[ENTRIES PROVIDED Boundary: Start]
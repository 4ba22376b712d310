//! HTTP routes

pub mod admin;
pub mod webhooks;

use axum::{
    routing::{get, post},
    Json, Router,
};
use serde_json::{json, Value};

use crate::state::AppState;

/// Build the application router
pub fn create_router(state: AppState) -> Router {
    Router::new()
        .route("/health", get(health))
        .route("/webhooks/stripe", post(webhooks::stripe_webhook))
        .nest("/admin/reconciliation", admin::router(state.clone()))
        .with_state(state)
}

async fn health() -> Json<Value> {
    Json(json!({
        "status": "ok",
        "version": env!("CARGO_PKG_VERSION")
    }))
}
[ENTRIES PROVIDED Boundary: End]
» ABOUT THIS EXERCISE
Your answer should consist of the lines from the material that contain "Value".

» FINISHED TASK
use serde_json::{json, Value};
async fn health() -> Json<Value> {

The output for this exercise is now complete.